Let me tell you a little about my Shul. It is a lovely little Shul hosting a lively little community.
Now no Shul has everything. Some are missing towels for the Mikveh, some are missing milk for the coffee, some are missing reading material for the sermon, some are missing the forest for the trees.
Marvelously, our lovely Shul, Anshei Lubavitch, is missing none of the above – but it is missing a grip on reality.
Let me explain.
From the day I first stepped into Anshei Lubavitch, I noticed that reality is no big deal to the people of this community, and so they’ve never bothered with it.

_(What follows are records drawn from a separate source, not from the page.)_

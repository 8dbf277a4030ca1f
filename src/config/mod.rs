mod types;

pub use types::*;

use anyhow::{Context, Result};
use std::path::Path;

/// Load configuration from a TOML file
pub fn load_config(path: &Path) -> Result<Config> {
    let content = std::fs::read_to_string(path)
        .with_context(|| format!("Failed to read config file: {:?}", path))?;

    let config: Config = toml::from_str(&content)
        .with_context(|| format!("Failed to parse config file: {:?}", path))?;

    validate_config(&config)?;

    Ok(config)
}

/// Load config from default locations or return default config
pub fn load_config_or_default(custom_path: Option<&Path>) -> Result<Config> {
    if let Some(path) = custom_path {
        return load_config(path);
    }

    // Try default locations
    let default_paths = ["./playgen.toml", "~/.config/playgen/config.toml"];

    for path_str in default_paths {
        let path = shellexpand::tilde(path_str);
        let path = Path::new(path.as_ref());
        if path.exists() {
            tracing::debug!("Using config file {:?}", path);
            return load_config(path);
        }
    }

    Ok(Config::default())
}

/// Validate configuration
fn validate_config(config: &Config) -> Result<()> {
    if config.verify.threads == 0 {
        anyhow::bail!("verify.threads must be at least 1");
    }

    if config.playlist.format.parse::<playgen_media::PlaylistFormat>().is_err() {
        tracing::warn!(
            "Unknown playlist format '{}' in config, plain will be used",
            config.playlist.format
        );
    }

    Ok(())
}
/*!
# Neighbourhood Evaluator

Implements the day-indexed 2-opt-style move (§4.3 of the spec): swapping the
cities visited on two days `i` and `j` of the current tour, where
`1 <= j < i <= D - 2`, while keeping every other day's city fixed. Swapping
two cities touches three edges when they are adjacent (`i == j + 1`) and
four edges otherwise, because the adjacent case shares one boundary edge
between the two positions.

[`evaluate`] implements the full selection policy: the best improving move
wins outright via the aspiration criterion (even if tabu), otherwise the
least frequency-penalized non-tabu move is returned.
*/

use crate::graph::{Edge, Graph};
use crate::semimatrix::SemiMatrix;
use crate::tour::Tour;

/// A validated, ready-to-apply swap of the cities visited on days `i` and
/// `j`, with its cost delta and the 3 or 4 edge replacements it requires.
#[derive(Debug, Clone)]
pub struct Move {
    pub i: usize,
    pub j: usize,
    pub delta: i64,
    pub resulting_cost: u64,
    pub(crate) replacements: Vec<(usize, Edge)>,
}

/// Builds the move that swaps the cities at positions `i` and `j`, or
/// `None` if any required replacement edge is missing from the graph.
pub(crate) fn try_build_move(
    graph: &Graph,
    tour: &Tour,
    current_cost: u64,
    i: usize,
    j: usize,
) -> Option<Move> {
    let path = &tour.path;
    let a = path[j].src; // the city visited on day j
    let b = path[i].src; // the city visited on day i

    let (replacements, old_sum, new_sum) = if i == j + 1 {
        let left = graph.lookup(path[j - 1].src, (j - 1) as u32, b)?;
        let mid = graph.lookup(b, j as u32, a)?;
        let right = graph.lookup(a, i as u32, path[i].dst)?;
        let old_sum = price_sum([path[j - 1], path[j], path[i]]);
        let new_sum = price_sum([left, mid, right]);
        (vec![(j - 1, left), (j, mid), (i, right)], old_sum, new_sum)
    } else {
        let left_j = graph.lookup(path[j - 1].src, (j - 1) as u32, b)?;
        let right_j = graph.lookup(b, j as u32, path[j].dst)?;
        let left_i = graph.lookup(path[i - 1].src, (i - 1) as u32, a)?;
        let right_i = graph.lookup(a, i as u32, path[i].dst)?;
        let old_sum = price_sum([path[j - 1], path[j], path[i - 1], path[i]]);
        let new_sum = price_sum([left_j, right_j, left_i, right_i]);
        (
            vec![(j - 1, left_j), (j, right_j), (i - 1, left_i), (i, right_i)],
            old_sum,
            new_sum,
        )
    };

    let delta = new_sum - old_sum;
    let resulting_cost = (current_cost as i64 + delta).max(0) as u64;
    Some(Move {
        i,
        j,
        delta,
        resulting_cost,
        replacements,
    })
}

fn price_sum<const N: usize>(edges: [Edge; N]) -> i64 {
    edges.iter().map(|e| e.price as i64).sum()
}

/// Enumerates every valid `(i, j)` move for the current tour.
pub(crate) fn enumerate_moves(graph: &Graph, tour: &Tour, current_cost: u64) -> Vec<Move> {
    let days_total = tour.len();
    let mut moves = Vec::new();
    if days_total < 4 {
        return moves;
    }
    for i in 2..=days_total - 2 {
        for j in 1..i {
            if let Some(mv) = try_build_move(graph, tour, current_cost, i, j) {
                moves.push(mv);
            }
        }
    }
    moves
}

/// Selects the next move to apply, following the aspiration + frequency-
/// penalized diversification policy described in §4.3.
///
/// Returns `None` if no valid move exists for the current tour.
pub fn evaluate(
    graph: &Graph,
    tour: &Tour,
    current_cost: u64,
    incumbent_cost: u64,
    tabu: &SemiMatrix,
    freq: &SemiMatrix,
    min_price: u32,
) -> Option<Move> {
    let moves = enumerate_moves(graph, tour, current_cost);
    let best_improving = moves.iter().min_by_key(|m| m.resulting_cost)?;

    if best_improving.resulting_cost < incumbent_cost {
        return Some(best_improving.clone());
    }

    moves
        .iter()
        .filter(|m| !tabu.applies(m.i, m.j))
        .min_by_key(|m| m.resulting_cost + min_price as u64 * freq.get(m.i, m.j) as u64)
        .cloned()
}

It’s noticeable to the perceptive all week long. But it becomes a glaring omission on Shabbos afternoon. One Shabbos at the Kiddush, someone said something about the Shul needing a Mikveh. It was unrealistic. The space wasn’t conducive and the money wasn’t there. Sure enough, one year later, the Mikveh was up and running. Reality is suing for neglect.
Another Shabbos, someone said something about not wanting to be a Shul without a Shiur in three-Perakim Rambam. So someone else said something about starting one at 9:15 am daily, the only time slot available that wouldn’t interfere with another shiur. People murmured, 9:15 am, who can come then, that’s unrealistic. Perfect! The 9:15 am daily Shiur in three-Perakim Rambam is now in its eighth month. Reality is looking for a new home.

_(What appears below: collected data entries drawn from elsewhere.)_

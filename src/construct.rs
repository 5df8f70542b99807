/*!
# Greedy Constructor

Builds the first feasible Hamiltonian tour via a depth-first search that
always tries the cheapest untried outgoing edge next (§4.2). The search is
expressed as an explicit work stack of `Advance`/`Retreat` operations rather
than recursion, so that backtracking ("try the next cheaper alternative on
dead end") is just popping the stack.
*/

use crate::error::{Result, TourError};
use crate::graph::{Edge, Graph, NodeId};
use crate::tour::Tour;
use tracing::{error, trace};

enum StackOp {
    Advance(Edge),
    Retreat(Edge),
}

fn push_frontier(
    stack: &mut Vec<StackOp>,
    graph: &Graph,
    visited: &[bool],
    node: NodeId,
    day: usize,
    days_total: usize,
    start: NodeId,
) {
    // `edges_on_day` is already sorted ascending by price; push in reverse
    // so the cheapest candidate ends on top of the stack.
    let candidates: Vec<Edge> = graph
        .edges_on_day(node, day as u32)
        .iter()
        .copied()
        .filter(|e| (day == days_total - 1 && e.dst == start) || !visited[e.dst.index()])
        .collect();
    for edge in candidates.into_iter().rev() {
        stack.push(StackOp::Advance(edge));
    }
}

/// Finds the cheapest-first feasible Hamiltonian tour starting (and ending)
/// at `start`, or [`TourError::Infeasible`] if the search stack empties
/// before reaching day `D`.
pub fn greedy_tour(graph: &Graph, start: NodeId) -> Result<(Tour, u64)> {
    let days_total = graph.node_count();
    if days_total == 0 {
        return Err(TourError::infeasible("graph has no nodes"));
    }

    let mut visited = vec![false; days_total];
    visited[start.index()] = true;
    let mut path: Vec<Edge> = Vec::with_capacity(days_total);
    let mut day = 0usize;
    let mut total_price: u64 = 0;

    let mut stack = Vec::new();
    push_frontier(&mut stack, graph, &visited, start, 0, days_total, start);

    loop {
        let Some(op) = stack.pop() else {
            error!(day, days_total, "stack depleted before reaching the last day");
            return Err(TourError::infeasible(format!(
                "stack depleted at day {day} of {days_total}"
            )));
        };
        match op {
            StackOp::Retreat(edge) => {
                total_price -= edge.price as u64;
                visited[edge.dst.index()] = false;
                path.pop();
                day -= 1;
            }
            StackOp::Advance(edge) => {
                day += 1;
                visited[edge.dst.index()] = true;
                total_price += edge.price as u64;
                path.push(edge);
                stack.push(StackOp::Retreat(edge));

                if day == days_total {
                    break;
                }
                push_frontier(&mut stack, graph, &visited, edge.dst, day, days_total, start);
                trace!(day, stack_depth = stack.len(), "advanced greedy search");
            }
        }
    }

    Ok((Tour::new(path, start), total_price))
}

And speaking of a new home, at some point, these unrealistic projects became simply too manageable. Something truly impossible needed to be undertaken. And so here we are, in the throes of a $2.5 million campaign to purchase the building next door and expand the Shul to entice even more people into this delightfully delusional community that thinks it can – and does – adjust reality at whim like a child playing with Mr. Potato Head.
And wouldn’t you know it. We have passed the $2.2 million mark and are inviting you to join us in this audacious quest. Leave reality behind and make miracles. Take part in this unreal way of living and giving.
Personally, I would strongly recommend it. This is a special community. The mutual concern for one another’s welfare is remarkable. The devotion of the Rabbi and Rebbetzin is priceless. That great feeling of belonging, sometimes an elusive prize in the Shechuna, is the hallmark of Anshei Lubavitch. Even something as simple as receiving a text in the middle of a multi-day trip out-of-town – “Hey didn’t see you at Shiur for a while, all good?” – signifies a higher value, a sense of family and acts as a stabilizing anchor in the mayhem of daily life. Who doesn’t love that?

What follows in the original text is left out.